■ **DATA RECORDS**:

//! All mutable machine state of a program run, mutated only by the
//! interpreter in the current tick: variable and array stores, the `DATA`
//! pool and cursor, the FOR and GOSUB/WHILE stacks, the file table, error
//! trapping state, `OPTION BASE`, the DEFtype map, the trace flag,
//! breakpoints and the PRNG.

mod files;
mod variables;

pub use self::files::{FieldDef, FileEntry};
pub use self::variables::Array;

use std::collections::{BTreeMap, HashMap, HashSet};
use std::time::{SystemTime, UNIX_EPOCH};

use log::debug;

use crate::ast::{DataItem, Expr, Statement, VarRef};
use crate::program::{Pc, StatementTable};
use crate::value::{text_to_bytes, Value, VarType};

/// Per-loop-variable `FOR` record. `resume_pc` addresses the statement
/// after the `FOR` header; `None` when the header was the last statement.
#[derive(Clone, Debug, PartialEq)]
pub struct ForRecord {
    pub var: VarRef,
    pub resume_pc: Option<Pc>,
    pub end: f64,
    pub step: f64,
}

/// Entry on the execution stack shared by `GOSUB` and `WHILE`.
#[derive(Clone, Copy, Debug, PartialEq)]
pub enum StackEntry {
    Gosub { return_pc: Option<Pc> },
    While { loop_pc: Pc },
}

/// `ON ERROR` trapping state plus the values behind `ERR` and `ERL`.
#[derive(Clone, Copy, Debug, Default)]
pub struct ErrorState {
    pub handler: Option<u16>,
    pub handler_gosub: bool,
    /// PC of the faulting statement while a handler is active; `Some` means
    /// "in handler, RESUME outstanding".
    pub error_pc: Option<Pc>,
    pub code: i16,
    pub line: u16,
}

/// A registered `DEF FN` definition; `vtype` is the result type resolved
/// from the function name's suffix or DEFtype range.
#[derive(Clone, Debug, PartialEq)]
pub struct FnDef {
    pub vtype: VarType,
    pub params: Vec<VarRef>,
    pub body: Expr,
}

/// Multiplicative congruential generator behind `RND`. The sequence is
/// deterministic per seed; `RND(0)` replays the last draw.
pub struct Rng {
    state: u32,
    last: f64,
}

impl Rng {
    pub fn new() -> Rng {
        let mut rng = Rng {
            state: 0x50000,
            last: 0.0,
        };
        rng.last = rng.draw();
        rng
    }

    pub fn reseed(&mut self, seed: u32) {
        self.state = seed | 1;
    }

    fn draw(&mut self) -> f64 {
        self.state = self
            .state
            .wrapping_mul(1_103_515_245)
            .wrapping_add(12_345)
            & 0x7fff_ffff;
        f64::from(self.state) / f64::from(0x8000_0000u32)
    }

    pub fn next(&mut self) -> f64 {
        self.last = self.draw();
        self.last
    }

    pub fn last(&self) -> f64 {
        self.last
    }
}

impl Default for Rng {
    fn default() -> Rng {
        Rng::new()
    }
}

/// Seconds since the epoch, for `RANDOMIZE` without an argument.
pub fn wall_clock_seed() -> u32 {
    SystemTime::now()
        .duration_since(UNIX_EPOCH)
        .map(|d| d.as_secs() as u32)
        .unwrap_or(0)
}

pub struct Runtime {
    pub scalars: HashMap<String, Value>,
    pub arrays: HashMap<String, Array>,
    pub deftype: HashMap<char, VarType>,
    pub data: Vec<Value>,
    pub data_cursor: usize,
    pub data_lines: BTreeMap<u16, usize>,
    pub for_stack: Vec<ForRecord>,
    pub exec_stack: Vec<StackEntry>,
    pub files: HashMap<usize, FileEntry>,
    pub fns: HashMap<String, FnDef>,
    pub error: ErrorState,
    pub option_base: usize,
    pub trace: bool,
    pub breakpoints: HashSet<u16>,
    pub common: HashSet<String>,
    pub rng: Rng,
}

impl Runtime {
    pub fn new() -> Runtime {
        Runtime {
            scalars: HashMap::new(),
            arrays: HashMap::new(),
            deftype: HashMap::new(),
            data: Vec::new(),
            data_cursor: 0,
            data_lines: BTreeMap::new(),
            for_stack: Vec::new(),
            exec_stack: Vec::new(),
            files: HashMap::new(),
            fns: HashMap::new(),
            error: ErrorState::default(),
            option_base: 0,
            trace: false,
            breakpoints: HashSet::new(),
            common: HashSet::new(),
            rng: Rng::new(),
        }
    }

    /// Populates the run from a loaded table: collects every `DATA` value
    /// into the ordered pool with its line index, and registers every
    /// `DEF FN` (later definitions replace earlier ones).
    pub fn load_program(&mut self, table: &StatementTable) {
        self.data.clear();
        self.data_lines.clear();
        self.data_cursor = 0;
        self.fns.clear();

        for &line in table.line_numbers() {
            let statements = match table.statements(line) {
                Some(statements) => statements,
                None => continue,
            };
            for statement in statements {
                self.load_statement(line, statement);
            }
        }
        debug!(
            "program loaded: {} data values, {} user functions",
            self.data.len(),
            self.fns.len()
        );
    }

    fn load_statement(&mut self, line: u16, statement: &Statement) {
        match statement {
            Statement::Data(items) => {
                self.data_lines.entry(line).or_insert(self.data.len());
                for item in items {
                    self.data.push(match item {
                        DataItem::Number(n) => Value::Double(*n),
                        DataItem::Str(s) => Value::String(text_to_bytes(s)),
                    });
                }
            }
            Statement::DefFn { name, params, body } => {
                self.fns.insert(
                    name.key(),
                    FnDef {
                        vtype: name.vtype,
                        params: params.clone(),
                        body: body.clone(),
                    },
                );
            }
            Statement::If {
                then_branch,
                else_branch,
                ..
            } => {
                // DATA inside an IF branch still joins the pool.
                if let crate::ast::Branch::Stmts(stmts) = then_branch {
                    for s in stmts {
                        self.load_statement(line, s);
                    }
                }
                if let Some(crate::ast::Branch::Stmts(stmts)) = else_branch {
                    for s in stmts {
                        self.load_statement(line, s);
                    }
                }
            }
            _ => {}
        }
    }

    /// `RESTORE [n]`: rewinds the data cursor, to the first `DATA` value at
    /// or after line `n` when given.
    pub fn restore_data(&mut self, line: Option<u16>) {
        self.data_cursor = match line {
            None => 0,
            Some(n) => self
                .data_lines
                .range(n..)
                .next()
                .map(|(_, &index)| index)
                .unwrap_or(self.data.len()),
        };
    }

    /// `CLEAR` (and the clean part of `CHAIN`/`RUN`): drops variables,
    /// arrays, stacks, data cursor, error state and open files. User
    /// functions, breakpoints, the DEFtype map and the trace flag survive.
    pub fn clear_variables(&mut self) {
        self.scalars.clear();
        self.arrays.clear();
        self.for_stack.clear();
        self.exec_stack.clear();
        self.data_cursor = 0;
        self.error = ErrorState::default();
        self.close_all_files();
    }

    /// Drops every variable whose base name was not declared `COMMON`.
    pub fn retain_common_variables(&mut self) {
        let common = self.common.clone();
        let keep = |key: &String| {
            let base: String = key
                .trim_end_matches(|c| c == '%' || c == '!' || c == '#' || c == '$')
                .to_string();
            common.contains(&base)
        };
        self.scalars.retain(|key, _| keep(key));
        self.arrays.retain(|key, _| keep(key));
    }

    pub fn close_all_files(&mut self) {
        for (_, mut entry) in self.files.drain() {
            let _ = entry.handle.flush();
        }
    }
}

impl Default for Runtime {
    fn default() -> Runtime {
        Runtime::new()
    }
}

...

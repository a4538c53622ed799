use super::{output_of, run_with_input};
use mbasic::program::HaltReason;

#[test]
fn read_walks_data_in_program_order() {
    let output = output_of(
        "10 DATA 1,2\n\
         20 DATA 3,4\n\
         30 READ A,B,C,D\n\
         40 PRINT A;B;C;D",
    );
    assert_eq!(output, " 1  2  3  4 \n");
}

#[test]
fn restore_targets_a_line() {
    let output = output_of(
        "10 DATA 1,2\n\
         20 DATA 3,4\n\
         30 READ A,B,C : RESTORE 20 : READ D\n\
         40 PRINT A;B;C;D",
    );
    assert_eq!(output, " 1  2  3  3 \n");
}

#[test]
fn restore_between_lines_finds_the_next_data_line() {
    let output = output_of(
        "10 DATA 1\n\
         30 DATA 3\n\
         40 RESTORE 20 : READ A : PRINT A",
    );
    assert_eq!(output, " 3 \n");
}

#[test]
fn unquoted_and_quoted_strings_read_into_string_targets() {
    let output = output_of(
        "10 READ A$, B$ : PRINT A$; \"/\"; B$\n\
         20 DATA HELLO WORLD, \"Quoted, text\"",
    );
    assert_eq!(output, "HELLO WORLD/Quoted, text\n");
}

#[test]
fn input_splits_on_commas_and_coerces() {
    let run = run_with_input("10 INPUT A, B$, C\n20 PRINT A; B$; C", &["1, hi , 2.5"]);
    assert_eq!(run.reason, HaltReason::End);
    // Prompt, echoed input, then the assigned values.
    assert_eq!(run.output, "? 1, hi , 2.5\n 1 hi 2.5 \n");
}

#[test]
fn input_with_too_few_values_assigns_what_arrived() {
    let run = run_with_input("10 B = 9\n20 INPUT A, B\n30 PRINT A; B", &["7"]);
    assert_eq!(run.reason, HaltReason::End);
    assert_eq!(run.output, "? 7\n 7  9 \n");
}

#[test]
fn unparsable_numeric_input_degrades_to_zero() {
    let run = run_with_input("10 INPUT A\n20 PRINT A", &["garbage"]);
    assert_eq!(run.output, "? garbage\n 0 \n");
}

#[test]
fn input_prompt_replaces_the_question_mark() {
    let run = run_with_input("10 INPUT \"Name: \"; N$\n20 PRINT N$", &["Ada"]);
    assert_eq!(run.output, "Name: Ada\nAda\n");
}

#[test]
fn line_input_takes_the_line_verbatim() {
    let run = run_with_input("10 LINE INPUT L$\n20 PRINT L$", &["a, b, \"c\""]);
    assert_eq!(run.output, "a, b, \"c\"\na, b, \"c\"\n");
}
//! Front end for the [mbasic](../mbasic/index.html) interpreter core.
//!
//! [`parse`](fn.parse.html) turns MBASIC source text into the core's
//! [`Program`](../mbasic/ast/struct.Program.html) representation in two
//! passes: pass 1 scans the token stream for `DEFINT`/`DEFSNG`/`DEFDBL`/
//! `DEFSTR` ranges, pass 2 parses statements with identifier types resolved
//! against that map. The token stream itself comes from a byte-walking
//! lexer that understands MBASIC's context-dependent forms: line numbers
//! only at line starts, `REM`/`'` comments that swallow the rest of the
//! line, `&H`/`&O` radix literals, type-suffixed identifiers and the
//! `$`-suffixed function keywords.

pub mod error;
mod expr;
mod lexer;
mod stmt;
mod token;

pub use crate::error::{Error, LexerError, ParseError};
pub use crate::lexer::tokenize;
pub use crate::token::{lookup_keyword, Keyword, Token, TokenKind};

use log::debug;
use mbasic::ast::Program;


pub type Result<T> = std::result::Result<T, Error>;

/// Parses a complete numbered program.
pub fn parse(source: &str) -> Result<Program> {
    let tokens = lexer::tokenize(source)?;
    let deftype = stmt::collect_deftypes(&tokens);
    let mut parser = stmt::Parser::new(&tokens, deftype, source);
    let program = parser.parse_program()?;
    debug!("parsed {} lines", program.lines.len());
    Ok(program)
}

---

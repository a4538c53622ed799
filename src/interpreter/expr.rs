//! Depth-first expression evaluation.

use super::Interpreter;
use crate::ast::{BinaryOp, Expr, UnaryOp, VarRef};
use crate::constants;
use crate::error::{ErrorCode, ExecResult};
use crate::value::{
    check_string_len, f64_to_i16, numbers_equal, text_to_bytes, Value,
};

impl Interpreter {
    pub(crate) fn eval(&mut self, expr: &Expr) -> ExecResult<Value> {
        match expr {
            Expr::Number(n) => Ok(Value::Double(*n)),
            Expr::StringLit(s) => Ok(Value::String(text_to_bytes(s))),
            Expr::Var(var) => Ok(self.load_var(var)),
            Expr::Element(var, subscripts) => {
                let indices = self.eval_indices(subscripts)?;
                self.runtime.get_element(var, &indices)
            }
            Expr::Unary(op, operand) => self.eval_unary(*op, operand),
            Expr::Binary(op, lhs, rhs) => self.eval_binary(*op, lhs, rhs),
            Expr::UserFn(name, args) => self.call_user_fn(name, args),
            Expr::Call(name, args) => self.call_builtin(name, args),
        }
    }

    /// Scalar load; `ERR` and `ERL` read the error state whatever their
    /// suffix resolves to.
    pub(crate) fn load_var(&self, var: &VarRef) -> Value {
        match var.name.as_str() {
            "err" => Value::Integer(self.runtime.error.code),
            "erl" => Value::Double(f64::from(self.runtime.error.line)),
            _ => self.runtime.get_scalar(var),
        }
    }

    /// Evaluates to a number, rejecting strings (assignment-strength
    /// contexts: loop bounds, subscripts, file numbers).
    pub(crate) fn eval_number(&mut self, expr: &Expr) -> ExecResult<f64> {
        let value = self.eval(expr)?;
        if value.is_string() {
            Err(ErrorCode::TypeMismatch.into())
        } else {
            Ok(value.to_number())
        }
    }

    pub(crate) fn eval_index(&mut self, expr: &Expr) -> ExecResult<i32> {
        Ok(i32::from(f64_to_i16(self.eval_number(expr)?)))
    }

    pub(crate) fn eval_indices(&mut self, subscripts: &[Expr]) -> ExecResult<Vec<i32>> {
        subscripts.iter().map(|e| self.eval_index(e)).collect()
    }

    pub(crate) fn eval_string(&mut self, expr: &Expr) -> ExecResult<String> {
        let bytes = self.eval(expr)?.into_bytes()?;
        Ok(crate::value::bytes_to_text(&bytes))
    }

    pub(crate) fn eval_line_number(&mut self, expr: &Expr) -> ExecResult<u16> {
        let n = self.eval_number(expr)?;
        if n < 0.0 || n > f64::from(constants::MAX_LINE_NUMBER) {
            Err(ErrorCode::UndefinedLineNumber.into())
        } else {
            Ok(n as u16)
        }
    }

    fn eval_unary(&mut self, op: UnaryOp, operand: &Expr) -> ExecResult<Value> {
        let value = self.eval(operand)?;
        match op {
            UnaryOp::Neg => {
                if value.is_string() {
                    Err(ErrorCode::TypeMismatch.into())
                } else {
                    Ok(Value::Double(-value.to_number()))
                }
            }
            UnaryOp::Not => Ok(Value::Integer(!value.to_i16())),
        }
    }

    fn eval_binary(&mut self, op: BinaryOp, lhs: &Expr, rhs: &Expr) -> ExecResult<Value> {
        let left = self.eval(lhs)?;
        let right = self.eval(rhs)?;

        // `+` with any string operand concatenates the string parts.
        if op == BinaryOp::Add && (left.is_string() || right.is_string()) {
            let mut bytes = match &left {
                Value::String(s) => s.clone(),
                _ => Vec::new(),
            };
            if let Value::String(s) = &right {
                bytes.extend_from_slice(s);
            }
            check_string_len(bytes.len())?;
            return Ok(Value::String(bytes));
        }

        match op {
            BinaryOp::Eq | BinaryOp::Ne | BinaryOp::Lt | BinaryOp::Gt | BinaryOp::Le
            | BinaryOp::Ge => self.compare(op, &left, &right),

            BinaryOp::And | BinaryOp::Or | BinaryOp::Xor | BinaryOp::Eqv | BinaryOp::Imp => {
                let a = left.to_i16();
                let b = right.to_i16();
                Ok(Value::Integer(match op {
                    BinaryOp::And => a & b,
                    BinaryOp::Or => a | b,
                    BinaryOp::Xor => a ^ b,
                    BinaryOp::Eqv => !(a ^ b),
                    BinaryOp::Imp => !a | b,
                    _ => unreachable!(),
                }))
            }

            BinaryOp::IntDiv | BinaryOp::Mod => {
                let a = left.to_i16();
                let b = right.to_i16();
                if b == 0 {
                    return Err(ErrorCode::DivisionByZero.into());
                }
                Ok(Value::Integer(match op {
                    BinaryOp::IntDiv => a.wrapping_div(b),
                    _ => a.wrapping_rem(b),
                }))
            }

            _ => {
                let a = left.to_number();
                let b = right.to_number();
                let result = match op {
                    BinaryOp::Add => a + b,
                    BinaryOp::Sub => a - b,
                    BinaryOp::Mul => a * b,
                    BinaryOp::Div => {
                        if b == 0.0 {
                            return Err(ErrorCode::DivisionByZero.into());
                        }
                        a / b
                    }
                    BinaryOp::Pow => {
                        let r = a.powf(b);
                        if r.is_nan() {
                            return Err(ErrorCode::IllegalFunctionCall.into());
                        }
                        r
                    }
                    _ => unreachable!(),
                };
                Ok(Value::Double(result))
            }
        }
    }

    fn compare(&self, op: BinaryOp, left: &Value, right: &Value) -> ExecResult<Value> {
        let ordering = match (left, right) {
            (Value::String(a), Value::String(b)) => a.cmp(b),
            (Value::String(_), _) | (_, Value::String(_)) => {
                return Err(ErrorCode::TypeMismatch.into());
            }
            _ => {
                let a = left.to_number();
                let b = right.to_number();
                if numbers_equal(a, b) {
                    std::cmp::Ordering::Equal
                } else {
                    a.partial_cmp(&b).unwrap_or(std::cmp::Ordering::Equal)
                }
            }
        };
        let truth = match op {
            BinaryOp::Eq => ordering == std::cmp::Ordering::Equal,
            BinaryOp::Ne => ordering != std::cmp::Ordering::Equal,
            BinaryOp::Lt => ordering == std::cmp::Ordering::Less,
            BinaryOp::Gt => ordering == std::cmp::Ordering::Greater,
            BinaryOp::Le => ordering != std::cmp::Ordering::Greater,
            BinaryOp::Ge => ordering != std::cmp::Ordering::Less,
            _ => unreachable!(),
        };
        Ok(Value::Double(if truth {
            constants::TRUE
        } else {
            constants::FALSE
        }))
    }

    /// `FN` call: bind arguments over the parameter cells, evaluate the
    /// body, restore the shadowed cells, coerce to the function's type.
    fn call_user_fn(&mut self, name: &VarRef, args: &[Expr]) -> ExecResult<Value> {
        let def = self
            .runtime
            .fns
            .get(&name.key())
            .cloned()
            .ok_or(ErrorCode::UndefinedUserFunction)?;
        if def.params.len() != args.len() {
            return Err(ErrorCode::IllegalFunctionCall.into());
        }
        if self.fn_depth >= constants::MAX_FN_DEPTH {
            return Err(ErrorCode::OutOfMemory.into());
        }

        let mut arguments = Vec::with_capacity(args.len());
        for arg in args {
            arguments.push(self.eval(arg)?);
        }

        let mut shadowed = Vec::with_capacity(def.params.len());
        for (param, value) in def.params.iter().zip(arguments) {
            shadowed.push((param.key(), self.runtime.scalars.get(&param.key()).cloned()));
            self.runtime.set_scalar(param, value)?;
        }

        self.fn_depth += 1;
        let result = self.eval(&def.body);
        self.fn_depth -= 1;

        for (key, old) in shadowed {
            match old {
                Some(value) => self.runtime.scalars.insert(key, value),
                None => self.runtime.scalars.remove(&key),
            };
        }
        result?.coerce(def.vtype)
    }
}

■ **EXERCISE OBJECTIVE**: Examine the listing and say how many of its lines contain the string "Copy". Give the number alone.

■ **EXPECTED OUTPUT**: 2